The relationship between England and France has historically been bitter-sweet with shared monarchy and our close proximity both geographically and culturally contributing to the friction and rivalry that precedes us. 

Fellow partners in Europe, many of us have rejoiced in the Country which at approx 5 times the size of the UK but with a similar national population, the rural regions of which there are many almost always seems remote and uninhabited to the visitor hailing from the densely populated and manic British Isles. 

It is with mixed emotions that I give credit to the French for adopting the ‘two-fingered salute from Agincourt’ towards much of European protocol when it comes to preserving their culture heritage and tradition. Too quickly have we British surrendered our Sovereignty and values to Brussels and the American ‘Burger’ culture of convenience foods, high pressure and a fast pace of life while our Franco-neighbours have fought hard to preserve their customs and traditions, especially when it comes to fine wines, fresh local foods and the celebration of life! 

To the outsider it sometimes seems that the French will eat practically anything with little going to waste and their fine tradition of hunting remains undiluted, something which appears unusual in comparison to an increasingly ill-informed, biased and ‘PC’ Britain, and yet we have so much else in common that I must applaud them for protecting and preserving that which is important to them, if only we had done the same, allowing our French nickname of ‘Le Roast beefs’ to still hold relevance, especially since they do not know what ‘Chicken Tika Massala’ is! 

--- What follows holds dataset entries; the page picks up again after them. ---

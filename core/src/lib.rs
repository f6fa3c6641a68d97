//! # ScanMe Core
//!
//! Core traits and types shared by every ScanMe screen.
//!
//! Each screen (feed, live check-in wall, ticket purchase dialog, admin
//! panels) is a state container driven by a pure reducer:
//!
//! - **State**: what the screen currently shows
//! - **Action**: every input (user intents, remote responses, timer ticks)
//! - **Reducer**: `(State, Action, Environment) → (State, Effects)`
//! - **Effect**: a description of remote work, executed by the runtime
//! - **Environment**: injected collaborators (API client, identity, clock)
//!
//! ## Example
//!
//! ```ignore
//! use scanme_core::{effect::Effect, reducer::Reducer, smallvec, SmallVec};
//!
//! impl Reducer for FeedReducer {
//!     type State = FeedState;
//!     type Action = FeedAction;
//!     type Environment = FeedEnvironment;
//!
//!     fn reduce(
//!         &self,
//!         state: &mut FeedState,
//!         action: FeedAction,
//!         env: &FeedEnvironment,
//!     ) -> SmallVec<[Effect<FeedAction>; 4]> {
//!         smallvec![Effect::None]
//!     }
//! }
//! ```

pub use chrono::{DateTime, Utc};
pub use smallvec::{smallvec, SmallVec};

/// Reducer module - the trait every screen implements
pub mod reducer {
    use super::effect::Effect;
    use smallvec::SmallVec;

    /// The Reducer trait - business logic of one screen
    ///
    /// # Type Parameters
    ///
    /// - `State`: The screen state this reducer operates on
    /// - `Action`: The action type this reducer processes
    /// - `Environment`: The injected dependencies this reducer needs
    pub trait Reducer {
        /// The state type this reducer operates on
        type State;

        /// The action type this reducer processes
        type Action;

        /// The environment type with injected dependencies
        type Environment;

        /// Reduce an action into state changes and effects
        ///
        /// This is a pure function that:
        /// 1. Validates the action
        /// 2. Updates state in place
        /// 3. Returns effect descriptions to be executed
        ///
        /// Remote calls never happen here; they are returned as
        /// [`Effect::Future`] values and run by the runtime.
        fn reduce(
            &self,
            state: &mut Self::State,
            action: Self::Action,
            env: &Self::Environment,
        ) -> SmallVec<[Effect<Self::Action>; 4]>;
    }
}

/// Effect module - side effect descriptions
///
/// Effects are values, not execution. A reducer returns them and the
/// runtime's `Store` executes them, feeding produced actions back.
pub mod effect {
    use std::borrow::Cow;
    use std::future::Future;
    use std::pin::Pin;
    use std::time::Duration;

    /// Identifier used to cancel a running effect
    ///
    /// Screens use one id per recurring timer (e.g. the presence poll of an
    /// event) so that teardown can abort it.
    #[derive(Clone, Debug, PartialEq, Eq, Hash)]
    pub struct EffectId(Cow<'static, str>);

    impl EffectId {
        /// Create an id from a static or owned string
        #[must_use]
        pub fn new(id: impl Into<Cow<'static, str>>) -> Self {
            Self(id.into())
        }

        /// The id as a string slice
        #[must_use]
        pub fn as_str(&self) -> &str {
            &self.0
        }
    }

    impl std::fmt::Display for EffectId {
        fn fmt(&self, f: &mut std::fmt::Formatter<'_>) -> std::fmt::Result {
            f.write_str(&self.0)
        }
    }

    /// Effect type - describes a side effect to be executed
    ///
    /// # Type Parameters
    ///
    /// - `Action`: The action type that effects can produce (feedback loop)
    pub enum Effect<Action> {
        /// No-op effect
        None,

        /// Run effects in parallel
        Parallel(Vec<Effect<Action>>),

        /// Run effects sequentially
        Sequential(Vec<Effect<Action>>),

        /// Dispatch an action after a delay (poll timers)
        Delay {
            /// How long to wait
            duration: Duration,
            /// Action to dispatch after delay
            action: Box<Action>,
        },

        /// Arbitrary async computation
        ///
        /// Returns `Option<Action>` - if Some, the action is fed back into the reducer
        Future(Pin<Box<dyn Future<Output = Option<Action>> + Send>>),

        /// Run the inner effect under an id so it can be aborted later
        Cancellable {
            /// Cancellation id
            id: EffectId,
            /// Wrapped effect
            effect: Box<Effect<Action>>,
        },

        /// Abort every running effect registered under the id
        Cancel(EffectId),
    }

    // Manual Debug implementation since Future doesn't implement Debug
    impl<Action> std::fmt::Debug for Effect<Action>
    where
        Action: std::fmt::Debug,
    {
        fn fmt(&self, f: &mut std::fmt::Formatter<'_>) -> std::fmt::Result {
            match self {
                Self::None => write!(f, "Effect::None"),
                Self::Parallel(effects) => {
                    f.debug_tuple("Effect::Parallel").field(effects).finish()
                },
                Self::Sequential(effects) => {
                    f.debug_tuple("Effect::Sequential").field(effects).finish()
                },
                Self::Delay { duration, action } => f
                    .debug_struct("Effect::Delay")
                    .field("duration", duration)
                    .field("action", action)
                    .finish(),
                Self::Future(_) => write!(f, "Effect::Future(<future>)"),
                Self::Cancellable { id, effect } => f
                    .debug_struct("Effect::Cancellable")
                    .field("id", id)
                    .field("effect", effect)
                    .finish(),
                Self::Cancel(id) => f.debug_tuple("Effect::Cancel").field(id).finish(),
            }
        }
    }

    impl<Action> Effect<Action> {
        /// Wrap an async block producing an optional action
        #[must_use]
        pub fn future<F>(fut: F) -> Self
        where
            F: Future<Output = Option<Action>> + Send + 'static,
        {
            Self::Future(Box::pin(fut))
        }

        /// Combine effects to run in parallel
        #[must_use]
        pub const fn merge(effects: Vec<Self>) -> Self {
            Self::Parallel(effects)
        }

        /// Chain effects to run sequentially
        #[must_use]
        pub const fn chain(effects: Vec<Self>) -> Self {
            Self::Sequential(effects)
        }

        /// Register this effect under a cancellation id
        #[must_use]
        pub fn cancellable(self, id: EffectId) -> Self {
            Self::Cancellable {
                id,
                effect: Box::new(self),
            }
        }

        /// Whether this effect does nothing
        #[must_use]
        pub const fn is_none(&self) -> bool {
            matches!(self, Self::None)
        }
    }
}

/// Environment module - dependency injection traits
pub mod environment {
    use chrono::{DateTime, Utc};

    /// Clock trait - abstracts time operations for testability
    ///
    /// Every "now" used by a reducer (timestamp fallbacks, feed merge) comes
    /// from here so that tests can pin it.
    pub trait Clock: Send + Sync {
        /// Get the current time
        fn now(&self) -> DateTime<Utc>;
    }

    /// Wall clock
    #[derive(Debug, Clone, Copy, Default)]
    pub struct SystemClock;

    impl Clock for SystemClock {
        fn now(&self) -> DateTime<Utc> {
            Utc::now()
        }
    }
}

The British model of local government deferring to London and Brussels is irrelevant in France as they never abandoned their almost feudal system of local administration and management. As such hunting opportunities across France are very variable dependant on the location and local Mayor’s policies and views. This is something which has a direct influence of gun control, safety and the methodology of hunting with some returning hunters likening their experience to a shoot out in the Wild West! Much of the hunting IN France is still organised and supervised via regional Hunting Clubs although the international hunter may not always be welcome within such an environment. Fortunately there are some excellent Private Estates who welcome international tourists for hunting while some of the better ones embrace the families and non-hunting guests of their clients in order to provide a memorable visitor experience in one of the World’s most breathtaking locations. 

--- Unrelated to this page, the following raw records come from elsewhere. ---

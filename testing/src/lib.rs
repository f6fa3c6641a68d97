//! # ScanMe Testing
//!
//! Testing utilities for the ScanMe state containers.
//!
//! This crate provides:
//! - A pinned [`Clock`] for deterministic timestamps
//! - [`ReducerTest`], a Given-When-Then harness for reducers
//! - [`effects::collect_actions`], which runs returned effects without a store
//!
//! ## Example
//!
//! ```ignore
//! use scanme_testing::{effects::collect_actions, test_clock, ReducerTest};
//!
//! #[tokio::test]
//! async fn load_requests_both_collections() {
//!     let (_, effects) = ReducerTest::new(FeedReducer::new())
//!         .with_env(test_environment())
//!         .given_state(FeedState::default())
//!         .when_action(FeedAction::Load)
//!         .run_and_take();
//!
//!     let actions = collect_actions(effects).await;
//!     assert_eq!(actions.len(), 2);
//! }
//! ```

use chrono::{DateTime, Utc};
use scanme_core::environment::Clock;


pub use reducer_test::{assertions, ReducerTest};

/// Mock implementations of Environment traits
pub mod mocks {
    use super::{Clock, DateTime, Utc};
    use std::sync::{Mutex, PoisonError};

    /// Fixed clock for deterministic tests
    ///
    /// Returns the pinned time until [`FixedClock::set`] moves it.
    ///
    /// # Example
    ///
    /// ```
    /// use scanme_testing::mocks::FixedClock;
    /// use scanme_core::environment::Clock;
    /// use chrono::Utc;
    ///
    /// let clock = FixedClock::new(Utc::now());
    /// let time1 = clock.now();
    /// let time2 = clock.now();
    /// assert_eq!(time1, time2);
    /// ```
    #[derive(Debug)]
    pub struct FixedClock {
        time: Mutex<DateTime<Utc>>,
    }

    impl FixedClock {
        /// Create a new fixed clock with the given time
        #[must_use]
        pub const fn new(time: DateTime<Utc>) -> Self {
            Self {
                time: Mutex::new(time),
            }
        }

        /// Move the clock to `time`
        pub fn set(&self, time: DateTime<Utc>) {
            *self.time.lock().unwrap_or_else(PoisonError::into_inner) = time;
        }

        /// Move the clock forward
        pub fn advance(&self, by: chrono::Duration) {
            let mut time = self.time.lock().unwrap_or_else(PoisonError::into_inner);
            *time += by;
        }
    }

    impl Clone for FixedClock {
        fn clone(&self) -> Self {
            Self::new(self.now())
        }
    }

    impl Clock for FixedClock {
        fn now(&self) -> DateTime<Utc> {
            *self.time.lock().unwrap_or_else(PoisonError::into_inner)
        }
    }

    /// Create a default fixed clock for tests (2025-01-01 00:00:00 UTC)
    ///
    /// # Panics
    ///
    /// This function will panic if the hardcoded timestamp fails to parse,
    /// which should never happen in practice.
    #[must_use]
    #[allow(clippy::expect_used)]
    pub fn test_clock() -> FixedClock {
        FixedClock::new(
            DateTime::parse_from_rfc3339("2025-01-01T00:00:00Z")
                .expect("hardcoded timestamp should always parse")
                .with_timezone(&Utc),
        )
    }
}

/// Running effects outside a store
pub mod effects {
    use futures::future::BoxFuture;
    use futures::FutureExt;
    use scanme_core::effect::Effect;

    /// Execute `effects` and return every action they produce
    ///
    /// Futures are awaited one after another in declaration order. Delays
    /// yield their action immediately. Cancel effects are ignored. Produced
    /// actions are returned, not reduced, so a test decides what to feed
    /// back.
    pub async fn collect_actions<A, I>(effects: I) -> Vec<A>
    where
        A: Send + 'static,
        I: IntoIterator<Item = Effect<A>>,
    {
        let mut actions = Vec::new();
        for effect in effects {
            actions.extend(run(effect).await);
        }
        actions
    }

    fn run<A: Send + 'static>(effect: Effect<A>) -> BoxFuture<'static, Vec<A>> {
        async move {
            match effect {
                Effect::None | Effect::Cancel(_) => Vec::new(),
                Effect::Future(fut) => fut.await.into_iter().collect(),
                Effect::Delay { action, .. } => vec![*action],
                Effect::Cancellable { effect, .. } => run(*effect).await,
                Effect::Parallel(effects) | Effect::Sequential(effects) => {
                    let mut actions = Vec::new();
                    for effect in effects {
                        actions.extend(run(effect).await);
                    }
                    actions
                },
            }
        }
        .boxed()
    }
}

// Re-export commonly used items
pub use mocks::{test_clock, FixedClock};

#[cfg(test)]
mod tests {
    use super::*;
    use scanme_core::effect::{Effect, EffectId};
    use std::time::Duration;

    #[test]
    fn test_fixed_clock() {
        let clock = test_clock();
        let time1 = clock.now();
        let time2 = clock.now();
        assert_eq!(time1, time2);
    }

    #[test]
    fn test_fixed_clock_advance() {
        let clock = test_clock();
        let before = clock.now();
        clock.advance(chrono::Duration::seconds(30));
        assert_eq!(clock.now() - before, chrono::Duration::seconds(30));
    }

    #[tokio::test]
    async fn collect_actions_flattens_nested_effects() {
        let effects = vec![
            Effect::future(async { Some(1) }),
            Effect::merge(vec![
                Effect::future(async { None }),
                Effect::Delay {
                    duration: Duration::from_secs(60),
                    action: Box::new(2),
                }
                .cancellable(EffectId::new("timer")),
            ]),
            Effect::Cancel(EffectId::new("timer")),
            Effect::chain(vec![Effect::future(async { Some(3) })]),
        ];

        assert_eq!(effects::collect_actions(effects).await, vec![1, 2, 3]);
    }
}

Gun hunting is tightly controlled in France in terms of the species that may be hunted and the people who may hunt. A person must undergo exams and evaluations in order to get a permit. Here is information on shooting seasons and how to get a licence. 

Hunting is tightly controlled in France. No one may hunt without a valid hunting licence. The licence permits the holder to hunt in a given territory, for a given period. A licence must be renewed (validated) each year. 

Seasons are managed at a regional level to compliment the ecological needs of the area and its animal and bird life: the dates of the opening and closing of hunting seasons depend on the département and the animal species.

While the season generally opens in September and runs until the end of February the opening is decided by the regional préfet (contact the local préfecture for dates). 

Waterfowl shooting opens in August while the shooting of many species such as partridge and migratory birds can be limited to a shorter period. Selective shooting of male roe deer may be allowed from June to September but a specific permit is needed. 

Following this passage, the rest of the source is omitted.